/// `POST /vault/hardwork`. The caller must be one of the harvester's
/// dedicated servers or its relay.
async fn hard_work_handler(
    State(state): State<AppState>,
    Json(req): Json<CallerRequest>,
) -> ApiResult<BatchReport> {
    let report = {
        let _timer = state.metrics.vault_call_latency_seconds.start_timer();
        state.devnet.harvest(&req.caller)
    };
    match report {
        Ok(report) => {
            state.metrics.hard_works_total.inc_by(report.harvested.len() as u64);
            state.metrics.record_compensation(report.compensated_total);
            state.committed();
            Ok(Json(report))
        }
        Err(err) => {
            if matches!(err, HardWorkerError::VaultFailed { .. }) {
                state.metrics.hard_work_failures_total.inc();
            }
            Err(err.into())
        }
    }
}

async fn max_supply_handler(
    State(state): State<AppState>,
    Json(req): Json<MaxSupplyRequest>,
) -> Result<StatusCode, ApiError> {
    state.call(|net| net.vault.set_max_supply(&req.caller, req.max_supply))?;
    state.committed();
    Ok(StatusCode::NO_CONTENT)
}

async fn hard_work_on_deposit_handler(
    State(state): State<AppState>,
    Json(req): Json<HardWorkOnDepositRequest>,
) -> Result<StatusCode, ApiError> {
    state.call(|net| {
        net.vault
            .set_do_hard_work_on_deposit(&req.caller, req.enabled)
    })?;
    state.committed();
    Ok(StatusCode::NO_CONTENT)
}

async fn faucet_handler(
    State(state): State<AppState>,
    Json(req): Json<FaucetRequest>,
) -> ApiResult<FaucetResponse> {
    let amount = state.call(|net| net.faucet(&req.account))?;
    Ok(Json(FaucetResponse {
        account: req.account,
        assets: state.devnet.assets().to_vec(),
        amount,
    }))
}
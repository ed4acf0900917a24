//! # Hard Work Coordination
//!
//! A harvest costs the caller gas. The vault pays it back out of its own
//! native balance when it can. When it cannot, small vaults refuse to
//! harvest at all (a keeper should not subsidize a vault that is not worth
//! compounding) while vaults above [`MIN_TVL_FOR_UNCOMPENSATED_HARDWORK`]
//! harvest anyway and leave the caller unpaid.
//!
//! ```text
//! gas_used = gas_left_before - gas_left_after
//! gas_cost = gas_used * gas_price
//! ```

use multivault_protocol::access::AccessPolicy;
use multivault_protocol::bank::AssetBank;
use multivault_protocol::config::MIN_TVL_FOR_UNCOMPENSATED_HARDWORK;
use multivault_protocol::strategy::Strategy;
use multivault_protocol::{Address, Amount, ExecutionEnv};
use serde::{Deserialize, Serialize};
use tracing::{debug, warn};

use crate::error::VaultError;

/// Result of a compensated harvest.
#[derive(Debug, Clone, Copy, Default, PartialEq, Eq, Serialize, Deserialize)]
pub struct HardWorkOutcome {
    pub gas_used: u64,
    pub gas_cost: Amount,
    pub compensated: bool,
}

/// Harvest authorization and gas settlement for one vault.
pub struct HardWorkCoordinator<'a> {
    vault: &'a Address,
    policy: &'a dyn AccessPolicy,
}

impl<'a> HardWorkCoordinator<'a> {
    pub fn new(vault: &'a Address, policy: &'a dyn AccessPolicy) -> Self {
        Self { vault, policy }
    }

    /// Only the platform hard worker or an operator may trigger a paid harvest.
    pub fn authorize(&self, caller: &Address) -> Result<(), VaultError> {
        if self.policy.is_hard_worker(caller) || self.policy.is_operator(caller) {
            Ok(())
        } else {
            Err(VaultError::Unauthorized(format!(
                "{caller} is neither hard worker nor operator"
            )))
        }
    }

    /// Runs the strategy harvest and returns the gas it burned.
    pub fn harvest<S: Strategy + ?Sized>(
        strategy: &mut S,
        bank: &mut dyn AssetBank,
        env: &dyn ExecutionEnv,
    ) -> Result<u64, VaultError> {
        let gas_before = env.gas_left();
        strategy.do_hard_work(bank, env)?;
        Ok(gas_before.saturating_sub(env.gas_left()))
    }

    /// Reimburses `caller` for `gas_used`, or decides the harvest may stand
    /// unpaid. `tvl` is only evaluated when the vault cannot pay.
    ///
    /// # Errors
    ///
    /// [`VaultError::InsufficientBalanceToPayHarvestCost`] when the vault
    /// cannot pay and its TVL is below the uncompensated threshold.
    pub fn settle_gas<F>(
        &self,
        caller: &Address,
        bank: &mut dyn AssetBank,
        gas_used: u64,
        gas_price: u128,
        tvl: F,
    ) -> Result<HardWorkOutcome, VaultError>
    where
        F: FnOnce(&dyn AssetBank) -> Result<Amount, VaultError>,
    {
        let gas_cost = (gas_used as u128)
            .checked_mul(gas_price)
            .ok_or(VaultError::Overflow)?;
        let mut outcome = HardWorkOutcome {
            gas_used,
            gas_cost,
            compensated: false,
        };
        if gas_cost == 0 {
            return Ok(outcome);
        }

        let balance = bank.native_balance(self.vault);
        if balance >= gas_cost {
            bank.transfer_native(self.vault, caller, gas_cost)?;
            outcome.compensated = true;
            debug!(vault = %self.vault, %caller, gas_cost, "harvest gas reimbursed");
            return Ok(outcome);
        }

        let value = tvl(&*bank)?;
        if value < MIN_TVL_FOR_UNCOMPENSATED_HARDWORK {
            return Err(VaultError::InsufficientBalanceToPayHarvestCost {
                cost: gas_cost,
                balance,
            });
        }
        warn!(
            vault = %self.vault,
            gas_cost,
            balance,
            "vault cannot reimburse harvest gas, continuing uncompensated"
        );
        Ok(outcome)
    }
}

==

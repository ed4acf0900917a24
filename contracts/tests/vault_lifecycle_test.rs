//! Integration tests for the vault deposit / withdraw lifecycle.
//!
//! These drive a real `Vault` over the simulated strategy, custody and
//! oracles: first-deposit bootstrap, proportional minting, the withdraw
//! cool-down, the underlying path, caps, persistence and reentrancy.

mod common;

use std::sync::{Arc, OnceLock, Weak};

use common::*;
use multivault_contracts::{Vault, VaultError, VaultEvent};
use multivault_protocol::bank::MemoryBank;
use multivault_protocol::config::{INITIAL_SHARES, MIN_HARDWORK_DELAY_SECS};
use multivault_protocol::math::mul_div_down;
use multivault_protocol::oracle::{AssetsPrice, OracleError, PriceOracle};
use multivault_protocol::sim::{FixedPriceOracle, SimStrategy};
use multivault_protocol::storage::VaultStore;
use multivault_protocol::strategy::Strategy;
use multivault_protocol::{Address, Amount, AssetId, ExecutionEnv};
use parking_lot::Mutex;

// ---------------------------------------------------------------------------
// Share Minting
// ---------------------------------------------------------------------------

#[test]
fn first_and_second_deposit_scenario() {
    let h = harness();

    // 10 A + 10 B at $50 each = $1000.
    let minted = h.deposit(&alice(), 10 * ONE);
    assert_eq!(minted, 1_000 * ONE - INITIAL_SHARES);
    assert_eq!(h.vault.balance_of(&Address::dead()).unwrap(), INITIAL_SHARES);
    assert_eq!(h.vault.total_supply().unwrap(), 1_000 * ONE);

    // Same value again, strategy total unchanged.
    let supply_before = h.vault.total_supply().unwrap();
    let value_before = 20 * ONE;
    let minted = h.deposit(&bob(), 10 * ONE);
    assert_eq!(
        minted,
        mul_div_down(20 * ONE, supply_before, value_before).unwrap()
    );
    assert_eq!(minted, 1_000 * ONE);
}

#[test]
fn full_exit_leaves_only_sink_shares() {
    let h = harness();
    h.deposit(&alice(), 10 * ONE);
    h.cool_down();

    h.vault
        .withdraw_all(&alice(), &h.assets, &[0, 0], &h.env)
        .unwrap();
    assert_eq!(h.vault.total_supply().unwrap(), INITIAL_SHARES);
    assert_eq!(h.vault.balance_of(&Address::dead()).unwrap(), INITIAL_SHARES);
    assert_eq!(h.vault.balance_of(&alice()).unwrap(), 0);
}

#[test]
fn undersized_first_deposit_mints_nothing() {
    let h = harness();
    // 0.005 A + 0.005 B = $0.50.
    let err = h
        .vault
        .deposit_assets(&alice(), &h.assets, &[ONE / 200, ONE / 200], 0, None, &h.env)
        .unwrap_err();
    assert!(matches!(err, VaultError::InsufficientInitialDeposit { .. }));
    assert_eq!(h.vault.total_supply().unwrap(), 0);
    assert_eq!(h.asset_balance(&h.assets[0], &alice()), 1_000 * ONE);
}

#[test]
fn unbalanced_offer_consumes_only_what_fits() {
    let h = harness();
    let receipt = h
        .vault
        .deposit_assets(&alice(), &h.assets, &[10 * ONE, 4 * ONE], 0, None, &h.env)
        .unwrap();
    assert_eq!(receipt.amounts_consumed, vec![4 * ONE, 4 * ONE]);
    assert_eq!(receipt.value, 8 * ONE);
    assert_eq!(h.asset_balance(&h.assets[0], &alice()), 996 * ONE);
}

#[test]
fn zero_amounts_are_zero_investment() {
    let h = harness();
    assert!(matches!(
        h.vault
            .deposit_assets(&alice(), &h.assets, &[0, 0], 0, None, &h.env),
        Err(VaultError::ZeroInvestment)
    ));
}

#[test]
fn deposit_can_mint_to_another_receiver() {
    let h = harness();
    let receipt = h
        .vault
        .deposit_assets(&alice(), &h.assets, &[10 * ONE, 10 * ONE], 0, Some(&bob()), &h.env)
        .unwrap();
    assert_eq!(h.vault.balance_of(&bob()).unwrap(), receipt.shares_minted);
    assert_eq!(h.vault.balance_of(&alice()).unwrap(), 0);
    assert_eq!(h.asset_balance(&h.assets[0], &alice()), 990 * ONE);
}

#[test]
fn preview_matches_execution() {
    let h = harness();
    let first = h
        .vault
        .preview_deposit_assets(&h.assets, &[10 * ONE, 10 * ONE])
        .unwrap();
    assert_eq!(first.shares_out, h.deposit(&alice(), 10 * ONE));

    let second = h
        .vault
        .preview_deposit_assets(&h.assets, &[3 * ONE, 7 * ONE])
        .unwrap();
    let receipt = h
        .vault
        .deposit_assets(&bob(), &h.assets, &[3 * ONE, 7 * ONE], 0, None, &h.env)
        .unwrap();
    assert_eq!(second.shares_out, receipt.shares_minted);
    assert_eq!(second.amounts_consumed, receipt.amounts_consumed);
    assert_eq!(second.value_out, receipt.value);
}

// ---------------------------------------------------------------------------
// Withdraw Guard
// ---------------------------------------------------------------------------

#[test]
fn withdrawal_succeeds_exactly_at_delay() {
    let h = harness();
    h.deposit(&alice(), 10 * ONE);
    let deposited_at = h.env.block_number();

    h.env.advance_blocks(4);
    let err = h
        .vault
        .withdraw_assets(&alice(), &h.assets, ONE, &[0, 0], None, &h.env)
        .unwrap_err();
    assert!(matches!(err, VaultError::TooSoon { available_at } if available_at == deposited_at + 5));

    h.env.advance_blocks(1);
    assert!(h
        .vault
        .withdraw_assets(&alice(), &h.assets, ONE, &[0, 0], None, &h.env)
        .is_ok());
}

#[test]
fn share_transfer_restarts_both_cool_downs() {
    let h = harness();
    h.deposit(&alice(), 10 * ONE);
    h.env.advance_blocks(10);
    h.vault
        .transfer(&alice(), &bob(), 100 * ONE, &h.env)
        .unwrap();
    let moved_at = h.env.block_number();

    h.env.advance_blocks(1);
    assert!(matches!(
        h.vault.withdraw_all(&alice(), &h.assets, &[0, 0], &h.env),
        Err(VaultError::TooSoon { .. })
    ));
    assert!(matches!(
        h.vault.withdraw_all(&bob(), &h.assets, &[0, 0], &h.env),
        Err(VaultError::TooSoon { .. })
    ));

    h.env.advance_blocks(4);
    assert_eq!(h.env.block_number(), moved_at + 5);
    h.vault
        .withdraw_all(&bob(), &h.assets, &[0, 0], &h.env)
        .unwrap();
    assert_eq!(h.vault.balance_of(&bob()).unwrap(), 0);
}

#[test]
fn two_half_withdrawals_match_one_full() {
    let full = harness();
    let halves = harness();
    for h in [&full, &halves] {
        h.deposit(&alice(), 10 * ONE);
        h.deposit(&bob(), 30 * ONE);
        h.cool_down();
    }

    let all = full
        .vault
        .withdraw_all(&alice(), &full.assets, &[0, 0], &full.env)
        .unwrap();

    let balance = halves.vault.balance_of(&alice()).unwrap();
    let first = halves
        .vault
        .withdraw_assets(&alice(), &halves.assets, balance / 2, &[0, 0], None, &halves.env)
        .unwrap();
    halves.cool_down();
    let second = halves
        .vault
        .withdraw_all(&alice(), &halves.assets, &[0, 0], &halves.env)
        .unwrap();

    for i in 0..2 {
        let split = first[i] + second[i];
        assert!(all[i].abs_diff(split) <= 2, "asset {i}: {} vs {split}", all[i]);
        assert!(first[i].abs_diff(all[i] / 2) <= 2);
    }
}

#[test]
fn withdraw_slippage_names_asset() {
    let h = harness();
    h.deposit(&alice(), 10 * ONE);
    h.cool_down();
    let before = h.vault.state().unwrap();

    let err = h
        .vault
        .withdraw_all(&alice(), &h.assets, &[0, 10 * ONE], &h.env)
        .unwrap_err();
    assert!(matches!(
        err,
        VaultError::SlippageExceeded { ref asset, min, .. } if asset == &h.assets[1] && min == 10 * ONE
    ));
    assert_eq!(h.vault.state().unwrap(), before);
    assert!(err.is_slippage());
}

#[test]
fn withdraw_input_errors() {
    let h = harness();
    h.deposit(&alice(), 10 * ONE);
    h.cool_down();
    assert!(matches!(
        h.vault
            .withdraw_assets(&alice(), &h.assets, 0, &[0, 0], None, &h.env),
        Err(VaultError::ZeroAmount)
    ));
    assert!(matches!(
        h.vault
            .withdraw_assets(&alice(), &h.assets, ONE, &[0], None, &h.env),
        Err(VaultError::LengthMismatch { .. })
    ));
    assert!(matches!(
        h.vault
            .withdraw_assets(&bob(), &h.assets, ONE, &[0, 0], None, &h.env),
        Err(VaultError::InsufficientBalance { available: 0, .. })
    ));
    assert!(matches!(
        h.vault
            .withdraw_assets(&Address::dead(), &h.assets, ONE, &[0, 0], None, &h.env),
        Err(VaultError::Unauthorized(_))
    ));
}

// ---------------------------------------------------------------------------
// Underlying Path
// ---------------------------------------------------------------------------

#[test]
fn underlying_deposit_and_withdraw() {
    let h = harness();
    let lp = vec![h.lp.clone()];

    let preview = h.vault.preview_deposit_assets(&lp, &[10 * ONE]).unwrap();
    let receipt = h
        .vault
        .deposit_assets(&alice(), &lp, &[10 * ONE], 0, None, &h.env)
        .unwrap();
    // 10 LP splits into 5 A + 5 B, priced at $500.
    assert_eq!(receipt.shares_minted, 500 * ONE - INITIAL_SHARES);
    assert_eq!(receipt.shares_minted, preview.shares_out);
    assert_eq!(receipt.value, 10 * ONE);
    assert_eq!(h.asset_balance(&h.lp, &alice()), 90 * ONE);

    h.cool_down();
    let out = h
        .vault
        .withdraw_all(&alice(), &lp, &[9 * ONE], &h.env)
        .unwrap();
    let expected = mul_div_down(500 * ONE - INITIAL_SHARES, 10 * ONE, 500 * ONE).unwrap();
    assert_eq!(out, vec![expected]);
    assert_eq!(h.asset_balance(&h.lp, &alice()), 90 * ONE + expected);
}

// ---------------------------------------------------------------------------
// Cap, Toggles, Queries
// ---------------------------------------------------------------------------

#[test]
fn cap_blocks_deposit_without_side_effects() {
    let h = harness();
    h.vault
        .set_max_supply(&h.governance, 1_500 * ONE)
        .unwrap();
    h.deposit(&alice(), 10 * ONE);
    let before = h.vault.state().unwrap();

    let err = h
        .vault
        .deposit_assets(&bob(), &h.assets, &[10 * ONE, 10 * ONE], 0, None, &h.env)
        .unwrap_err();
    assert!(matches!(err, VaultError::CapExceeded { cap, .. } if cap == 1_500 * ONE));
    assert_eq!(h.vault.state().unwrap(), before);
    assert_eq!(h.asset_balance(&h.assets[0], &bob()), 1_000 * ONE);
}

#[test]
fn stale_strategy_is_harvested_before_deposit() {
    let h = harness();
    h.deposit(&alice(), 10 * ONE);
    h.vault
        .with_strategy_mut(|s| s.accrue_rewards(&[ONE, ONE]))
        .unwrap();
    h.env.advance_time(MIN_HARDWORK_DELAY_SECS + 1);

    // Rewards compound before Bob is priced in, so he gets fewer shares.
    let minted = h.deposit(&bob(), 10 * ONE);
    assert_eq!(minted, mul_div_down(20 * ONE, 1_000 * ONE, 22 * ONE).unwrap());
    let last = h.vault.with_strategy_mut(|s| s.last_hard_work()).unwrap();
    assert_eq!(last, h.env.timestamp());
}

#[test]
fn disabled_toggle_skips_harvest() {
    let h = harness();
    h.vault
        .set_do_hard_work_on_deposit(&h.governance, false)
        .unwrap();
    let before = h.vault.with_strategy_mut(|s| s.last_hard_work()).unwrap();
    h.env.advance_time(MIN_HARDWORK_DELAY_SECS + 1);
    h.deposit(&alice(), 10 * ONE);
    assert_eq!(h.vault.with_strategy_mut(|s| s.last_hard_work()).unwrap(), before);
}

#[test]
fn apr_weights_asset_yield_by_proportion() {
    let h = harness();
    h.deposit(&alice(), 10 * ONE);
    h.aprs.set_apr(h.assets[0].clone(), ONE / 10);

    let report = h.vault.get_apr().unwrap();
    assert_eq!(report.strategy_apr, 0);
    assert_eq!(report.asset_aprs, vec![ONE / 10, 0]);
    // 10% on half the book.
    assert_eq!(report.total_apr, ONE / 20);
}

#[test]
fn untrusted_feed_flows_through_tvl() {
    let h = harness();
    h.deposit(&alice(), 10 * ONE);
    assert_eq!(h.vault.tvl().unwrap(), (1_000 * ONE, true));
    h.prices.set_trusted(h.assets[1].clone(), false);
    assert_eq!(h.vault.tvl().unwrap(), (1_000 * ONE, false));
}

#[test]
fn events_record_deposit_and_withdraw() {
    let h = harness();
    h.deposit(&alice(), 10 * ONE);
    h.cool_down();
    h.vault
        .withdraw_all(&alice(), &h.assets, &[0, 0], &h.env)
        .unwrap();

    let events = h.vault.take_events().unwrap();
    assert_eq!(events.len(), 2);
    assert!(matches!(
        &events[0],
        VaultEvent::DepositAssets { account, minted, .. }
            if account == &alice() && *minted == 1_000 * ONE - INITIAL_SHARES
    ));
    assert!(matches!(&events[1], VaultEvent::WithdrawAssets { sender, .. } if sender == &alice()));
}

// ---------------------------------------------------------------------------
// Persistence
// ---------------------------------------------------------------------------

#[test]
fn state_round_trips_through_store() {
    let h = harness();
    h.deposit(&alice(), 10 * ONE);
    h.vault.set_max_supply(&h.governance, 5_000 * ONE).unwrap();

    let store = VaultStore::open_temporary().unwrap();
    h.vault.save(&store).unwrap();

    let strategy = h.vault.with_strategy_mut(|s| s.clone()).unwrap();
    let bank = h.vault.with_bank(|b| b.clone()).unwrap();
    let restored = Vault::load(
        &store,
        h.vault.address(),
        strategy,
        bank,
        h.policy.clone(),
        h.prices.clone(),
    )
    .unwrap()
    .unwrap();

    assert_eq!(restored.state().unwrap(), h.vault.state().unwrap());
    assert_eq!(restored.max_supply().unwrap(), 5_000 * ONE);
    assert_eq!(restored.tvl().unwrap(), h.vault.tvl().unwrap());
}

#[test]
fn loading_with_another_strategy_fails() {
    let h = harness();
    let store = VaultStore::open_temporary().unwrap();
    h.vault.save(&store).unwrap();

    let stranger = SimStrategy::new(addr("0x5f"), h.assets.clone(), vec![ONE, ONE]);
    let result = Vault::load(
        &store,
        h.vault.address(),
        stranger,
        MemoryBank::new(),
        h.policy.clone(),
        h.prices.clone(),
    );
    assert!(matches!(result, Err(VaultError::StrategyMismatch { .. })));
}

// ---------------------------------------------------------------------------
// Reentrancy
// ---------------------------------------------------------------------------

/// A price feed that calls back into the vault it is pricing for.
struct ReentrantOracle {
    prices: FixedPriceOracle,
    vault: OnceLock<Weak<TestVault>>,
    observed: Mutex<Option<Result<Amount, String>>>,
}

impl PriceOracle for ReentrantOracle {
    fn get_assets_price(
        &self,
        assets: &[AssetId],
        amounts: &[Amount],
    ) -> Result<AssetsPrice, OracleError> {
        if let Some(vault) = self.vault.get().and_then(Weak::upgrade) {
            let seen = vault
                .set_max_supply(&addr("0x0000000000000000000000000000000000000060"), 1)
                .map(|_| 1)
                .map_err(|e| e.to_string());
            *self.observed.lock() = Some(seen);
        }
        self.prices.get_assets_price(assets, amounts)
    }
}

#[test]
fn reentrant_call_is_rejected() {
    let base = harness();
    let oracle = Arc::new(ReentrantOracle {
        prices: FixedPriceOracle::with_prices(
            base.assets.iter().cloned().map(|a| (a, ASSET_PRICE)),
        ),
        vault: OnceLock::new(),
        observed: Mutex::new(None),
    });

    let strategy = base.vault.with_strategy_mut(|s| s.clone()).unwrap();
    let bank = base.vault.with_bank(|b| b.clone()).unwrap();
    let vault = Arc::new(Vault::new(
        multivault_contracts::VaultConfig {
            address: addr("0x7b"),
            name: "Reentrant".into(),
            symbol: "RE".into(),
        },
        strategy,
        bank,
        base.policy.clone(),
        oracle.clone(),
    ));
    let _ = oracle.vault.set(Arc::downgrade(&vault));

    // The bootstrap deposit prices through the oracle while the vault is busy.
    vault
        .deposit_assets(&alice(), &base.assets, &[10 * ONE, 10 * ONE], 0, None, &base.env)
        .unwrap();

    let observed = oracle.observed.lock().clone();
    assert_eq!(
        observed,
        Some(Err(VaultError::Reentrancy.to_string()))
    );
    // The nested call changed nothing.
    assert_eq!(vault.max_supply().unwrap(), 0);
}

- WHAT TO DO -
Could you write out, exactly as they stand, only the lines above that begin at the line with "7 * ONE], 0, None, &h.env)" and stop after the line with "assert_eq!(second.amounts_consumed, receipt.amounts_consumed);"?

- SOLUTION FOR THIS TASK -
        .deposit_assets(&bob(), &h.assets, &[3 * ONE, 7 * ONE], 0, None, &h.env)
        .unwrap();
    assert_eq!(second.shares_out, receipt.shares_minted);
    assert_eq!(second.amounts_consumed, receipt.amounts_consumed);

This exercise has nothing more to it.